James looked at Isabel, and read in her smile Clara's final acquittal from all suspicions beneath the dignity of both. Uncle Oliver would have damped her joy, had it been in his power. He gave up his affairs as hopeless, as soon as he found that young Fitzjocelyn had only made them an excuse for getting married, and he was so excessively angry with her for being happy, that she found she must carry her joyous face out of his sight.

It was not easy to be a dignified steady governess that morning, and when the lessons were finished, she could have danced home all the way.

She had scarcely reached the Terrace gate, when the well-known sound of the wheels was heard, and in another moment she was between the two dear cousins; Fitzjocelyn's eyes dancing with gladsomeness, and Mary's broad tranquil brow and frank kindly smile, free from the shadow of a single cloud! Clara's heart leapt up with joy, joy full and unmixed, the guerdon of the spirit untouched by vanity or selfishness, without one taint that could have mortified into jealous, disappointed pain.

It was bliss to one of those whom she loved best, it was the winning of a brother and sister, and perhaps Clara's life had never had a happier moment.

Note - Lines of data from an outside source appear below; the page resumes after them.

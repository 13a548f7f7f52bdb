//! Source-state persistence.

use dashmap::DashMap;
use std::path::{Path, PathBuf};

use super::SourceState;
use crate::errors::StateError;

/// File name of the persisted state inside a flow's state directory.
pub const STATE_FILE: &str = "sources.json";

/// Storage contract for [`SourceState`].
///
/// Implementations must be `Send + Sync` for use behind `Arc<dyn StateStore>`.
/// Calls may block; async callers run them on the blocking pool.
#[cfg_attr(test, mockall::automock)]
pub trait StateStore: Send + Sync {
    /// Loads the state of `flow`. Missing state loads as empty.
    fn load(&self, flow: &str) -> Result<SourceState, StateError>;

    /// Replaces the state of `flow`.
    fn save(&self, flow: &str, state: &SourceState) -> Result<(), StateError>;
}

/// JSON files at `<state root>/<flow>/sources.json`.
#[derive(Debug, Clone)]
pub struct FileStateStore {
    root: PathBuf,
}

impl FileStateStore {
    /// Creates a store rooted at a state directory.
    #[must_use]
    pub fn new(root: impl Into<PathBuf>) -> Self {
        Self { root: root.into() }
    }

    /// Creates a store under an engine root directory, matching the
    /// `state` directory of [`FlowPaths`](crate::flow::FlowPaths).
    #[must_use]
    pub fn under(root_dir: &Path) -> Self {
        Self::new(root_dir.join("state"))
    }

    /// Path of the state file of `flow`.
    #[must_use]
    pub fn path(&self, flow: &str) -> PathBuf {
        self.root.join(flow).join(STATE_FILE)
    }

    fn io_error(path: &Path, source: std::io::Error) -> StateError {
        StateError::Io {
            path: path.display().to_string(),
            source,
        }
    }
}

impl StateStore for FileStateStore {
    fn load(&self, flow: &str) -> Result<SourceState, StateError> {
        let path = self.path(flow);
        let raw = match std::fs::read(&path) {
            Ok(raw) => raw,
            Err(e) if e.kind() == std::io::ErrorKind::NotFound => {
                return Ok(SourceState::default())
            }
            Err(e) => return Err(Self::io_error(&path, e)),
        };
        serde_json::from_slice(&raw).map_err(|source| StateError::Serialization {
            flow: flow.to_string(),
            source,
        })
    }

    fn save(&self, flow: &str, state: &SourceState) -> Result<(), StateError> {
        let path = self.path(flow);
        let dir = self.root.join(flow);
        std::fs::create_dir_all(&dir).map_err(|e| Self::io_error(&dir, e))?;

        let encoded =
            serde_json::to_vec_pretty(state).map_err(|source| StateError::Serialization {
                flow: flow.to_string(),
                source,
            })?;

        // Write-then-rename so readers never observe a truncated file.
        let tmp = path.with_extension("json.tmp");
        std::fs::write(&tmp, encoded).map_err(|e| Self::io_error(&tmp, e))?;
        std::fs::rename(&tmp, &path).map_err(|e| Self::io_error(&path, e))
    }
}

/// In-memory state, lost on restart.
#[derive(Debug, Default)]
pub struct MemoryStateStore {
    states: DashMap<String, SourceState>,
}

impl MemoryStateStore {
    /// Creates an empty store.
    #[must_use]
    pub fn new() -> Self {
        Self::default()
    }
}

impl StateStore for MemoryStateStore {
    fn load(&self, flow: &str) -> Result<SourceState, StateError> {
        Ok(self
            .states
            .get(flow)
            .map(|s| s.value().clone())
            .unwrap_or_default())
    }

    fn save(&self, flow: &str, state: &SourceState) -> Result<(), StateError> {
        self.states.insert(flow.to_string(), state.clone());
        Ok(())
    }
}

#[cfg(test)]
mod tests {
    use super::*;
    use crate::flow::FlowPaths;
    use chrono::Utc;
    use pretty_assertions::assert_eq;

    fn sample() -> SourceState {
        let mut state = SourceState::new();
        state.advance_checkpoint("http://feed", Utc::now());
        state.record_signature("abc", Utc::now());
        state
    }

    #[test]
    fn test_file_store_roundtrip() {
        let root = tempfile::tempdir().unwrap();
        let store = FileStateStore::under(root.path());

        assert_eq!(store.load("news").unwrap(), SourceState::default());

        let state = sample();
        store.save("news", &state).unwrap();
        assert_eq!(store.load("news").unwrap(), state);
        assert!(!store.path("news").with_extension("json.tmp").exists());
    }

    #[test]
    fn test_file_store_matches_flow_layout() {
        let root = tempfile::tempdir().unwrap();
        let store = FileStateStore::under(root.path());
        let paths = FlowPaths::for_flow(root.path(), "news");
        assert_eq!(store.path("news"), paths.state.join(STATE_FILE));
    }

    #[test]
    fn test_file_store_corrupt_state() {
        let root = tempfile::tempdir().unwrap();
        let store = FileStateStore::new(root.path());
        std::fs::create_dir_all(root.path().join("news")).unwrap();
        std::fs::write(store.path("news"), b"{ nope").unwrap();

        let err = store.load("news").unwrap_err();
        assert!(matches!(err, StateError::Serialization { .. }));
    }

    #[test]
    fn test_memory_store_isolates_flows() {
        let store = MemoryStateStore::new();
        store.save("a", &sample()).unwrap();

        assert_eq!(store.load("a").unwrap().checkpoints.len(), 1);
        assert!(store.load("b").unwrap().checkpoints.is_empty());
    }
}
//! Observability utilities.

mod logging;

pub use logging::init_logging;
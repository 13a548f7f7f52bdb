//! Record fixtures.

use chrono::{DateTime, Utc};

use crate::core::Record;

/// Creates a record with a `title` payload field.
#[must_use]
pub fn record(flow: &str, source: &str) -> Record {
    Record::builder(flow, "fixture", source)
        .field("title", serde_json::json!(format!("item from {source}")))
        .build()
}

/// Creates a record with a fixed event time.
#[must_use]
pub fn record_at(flow: &str, source: &str, timestamp: DateTime<Utc>) -> Record {
    Record::builder(flow, "fixture", source)
        .timestamp(timestamp)
        .field("title", serde_json::json!(format!("item from {source}")))
        .build()
}

/// Creates `count` records with distinct sources `item-0`, `item-1`, ...
#[must_use]
pub fn records(flow: &str, count: usize) -> Vec<Record> {
    (0..count).map(|i| record(flow, &format!("item-{i}"))).collect()
}
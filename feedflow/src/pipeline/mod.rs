//! Flow run execution.
//!
//! This module provides:
//! - The pipeline executor (fetch, transform chain, selective delivery)
//! - Transform input resolution over declared requirements

mod executor;
mod resolve;

pub use executor::PipelineExecutor;
pub use resolve::resolve_transform_input;

#[cfg(test)]
mod integration_tests;
//! Core domain model types for feedflow.
//!
//! This module contains the fundamental types used throughout the engine:
//! - The record type that flows through pipelines
//! - Run status, run reports and plugin outcomes

mod record;
mod status;

pub use record::{render_time, Payload, Record, RecordBuilder};
pub use status::{PluginOutcome, RunReport, RunStatus};
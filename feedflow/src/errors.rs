//! Error types for the feedflow engine.
//!
//! Stage-level failures never unwind past a single flow run: the executor
//! classifies them, bumps the matching counter and logs them. The types
//! here carry enough context for that classification.

use crate::core::Record;
use thiserror::Error;

/// The main error type for feedflow operations.
#[derive(Debug, Error)]
pub enum FeedflowError {
    /// A flow or engine configuration error.
    #[error("{0}")]
    Config(#[from] ConfigError),

    /// Source-state persistence failed.
    #[error("{0}")]
    State(#[from] StateError),

    /// A plugin failed.
    #[error("{0}")]
    Plugin(#[from] PluginError),

    /// Serialization/deserialization error.
    #[error("Serialization error: {0}")]
    Serialization(#[from] serde_json::Error),

    /// IO error.
    #[error("IO error: {0}")]
    Io(#[from] std::io::Error),
}

/// Outcome of a failed `Fetcher::fetch` call.
///
/// The two soft variants still carry whatever records were obtained; the
/// run continues with them.
#[derive(Debug, Error)]
pub enum FetchError {
    /// One or more sources produced no update within their staleness window.
    #[error("source expired: {}", sources.join(", "))]
    SourceExpired {
        /// Keys of the stale sources.
        sources: Vec<String>,
        /// Records fetched before the condition was detected.
        records: Vec<Record>,
    },

    /// One or more sources could not be reached.
    #[error("source fetch failed: {}", sources.join(", "))]
    SourceFetchFailed {
        /// Keys of the unreachable sources.
        sources: Vec<String>,
        /// Records fetched from the sources that did respond.
        records: Vec<Record>,
    },

    /// Anything else. Aborts the run.
    #[error("fetch failed: {0:#}")]
    Fatal(#[source] anyhow::Error),
}

impl FetchError {
    /// Creates a fatal fetch error.
    pub fn fatal(err: impl Into<anyhow::Error>) -> Self {
        Self::Fatal(err.into())
    }

    /// Returns true for `SourceExpired` and `SourceFetchFailed`.
    #[must_use]
    pub fn is_soft(&self) -> bool {
        !matches!(self, Self::Fatal(_))
    }

    /// Consumes the error, returning the partial records it carried.
    #[must_use]
    pub fn into_records(self) -> Vec<Record> {
        match self {
            Self::SourceExpired { records, .. } | Self::SourceFetchFailed { records, .. } => {
                records
            }
            Self::Fatal(_) => Vec::new(),
        }
    }
}

impl From<StateError> for FetchError {
    fn from(err: StateError) -> Self {
        Self::Fatal(err.into())
    }
}

/// Error raised by a transformer or sink.
#[derive(Debug, Error)]
#[error("plugin '{plugin}' failed: {source:#}")]
pub struct PluginError {
    /// Name of the failing plugin.
    pub plugin: String,
    /// Underlying cause.
    #[source]
    pub source: anyhow::Error,
}

impl PluginError {
    /// Creates a new plugin error.
    pub fn new(plugin: impl Into<String>, source: impl Into<anyhow::Error>) -> Self {
        Self {
            plugin: plugin.into(),
            source: source.into(),
        }
    }

    /// Creates a plugin error from a plain message.
    pub fn msg(plugin: impl Into<String>, message: impl Into<String>) -> Self {
        Self::new(plugin, anyhow::anyhow!(message.into()))
    }
}

/// Reason a flow failed validation at load time.
#[derive(Debug, Clone, PartialEq, Eq, Error)]
pub enum ConfigErrorKind {
    /// Flow name does not match the allowed pattern.
    #[error("name does not match the allowed pattern")]
    InvalidName,

    /// Two flows share a name.
    #[error("duplicate flow name")]
    DuplicateName,

    /// Interval must be positive.
    #[error("interval must be greater than zero")]
    ZeroInterval,

    /// Transform ids must equal their zero-based position.
    #[error("transform at position {position} declares id {id}")]
    NonSequentialId {
        /// Position in the declaration list.
        position: usize,
        /// Declared id.
        id: usize,
    },

    /// A transform requires an id that is not strictly smaller than its own.
    #[error("transform {id} requires {required}, which is not an earlier transform")]
    ForwardRequire {
        /// The declaring transform.
        id: usize,
        /// The offending required id.
        required: usize,
    },

    /// No constructor registered for a plugin name.
    #[error("unknown {role} plugin '{plugin}'")]
    UnknownPlugin {
        /// Plugin role (fetcher, transformer, sink).
        role: &'static str,
        /// Configured plugin name.
        plugin: String,
    },

    /// A plugin constructor rejected its parameters.
    #[error("plugin '{plugin}' rejected its parameters: {reason}")]
    InvalidParams {
        /// Configured plugin name.
        plugin: String,
        /// Constructor's explanation.
        reason: String,
    },

    /// The flow has no fetcher.
    #[error("flow has no fetcher")]
    MissingFetcher,

    /// The flow's directories could not be created.
    #[error("could not prepare flow directories: {0}")]
    Filesystem(String),

    /// The configuration file could not be parsed.
    #[error("{0}")]
    Parse(String),
}

/// Error raised when a flow (or the engine configuration) fails validation.
#[derive(Debug, Clone, PartialEq, Eq, Error)]
#[error("invalid flow '{flow}': {kind}")]
pub struct ConfigError {
    /// The flow name (empty for engine-level errors).
    pub flow: String,
    /// What was wrong.
    pub kind: ConfigErrorKind,
}

impl ConfigError {
    /// Creates a new configuration error.
    #[must_use]
    pub fn new(flow: impl Into<String>, kind: ConfigErrorKind) -> Self {
        Self {
            flow: flow.into(),
            kind,
        }
    }
}

/// Errors from the source-state store.
#[derive(Debug, Error)]
pub enum StateError {
    /// Reading or writing the state file failed.
    #[error("state io error at {path}: {source}")]
    Io {
        /// File involved.
        path: String,
        /// Underlying IO error.
        #[source]
        source: std::io::Error,
    },

    /// The persisted state could not be decoded or encoded.
    #[error("state serialization error for flow '{flow}': {source}")]
    Serialization {
        /// Flow whose state was involved.
        flow: String,
        /// Underlying serde error.
        #[source]
        source: serde_json::Error,
    },
}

Lord Ormersfield could have thanked her for that joyous, innocent welcome. He had paid her attentions for his son's sake, of which he had become rather ashamed; and as Louis and Mary hastened on to meet James and Isabel, he detained her for a moment, to say some special words of kindness. Clara, perhaps, had an intuitive perception of his meaning, and reference to her past heiress state, for she laughed gaily, and said, 'Yes, I never was more glad of anything! He was so patient that I was sure he deserved it! I always trusted to such a time as this, when he used to talk to me for want of dear grandmamma.'

Mary was led upstairs to be introduced to the five children, while the gentlemen went over the accounts in Oliver's room. Enough had been rescued from the ruin to secure, not wealth, but fair competence; the mines were disposed of to a company which would pay the value by instalments, and all the remainder of the business was in train to be easily wound up by Mr. Ward. Mr. Dynevor's grat.i.tude was not overpowering: he was short and dry, privately convinced that he could have managed matters much better himself, and charging all the loss on Fitzjocelyn's folly in letting Robson escape. But, though James was hurt at his unthankfulness, and Lord Ormersfield could have been very angry, the party most concerned did not take it much to heart; he believed he had done his best, but an experienced eye might detect blunders, and he knew it was hard to trust affairs out of one's own hands.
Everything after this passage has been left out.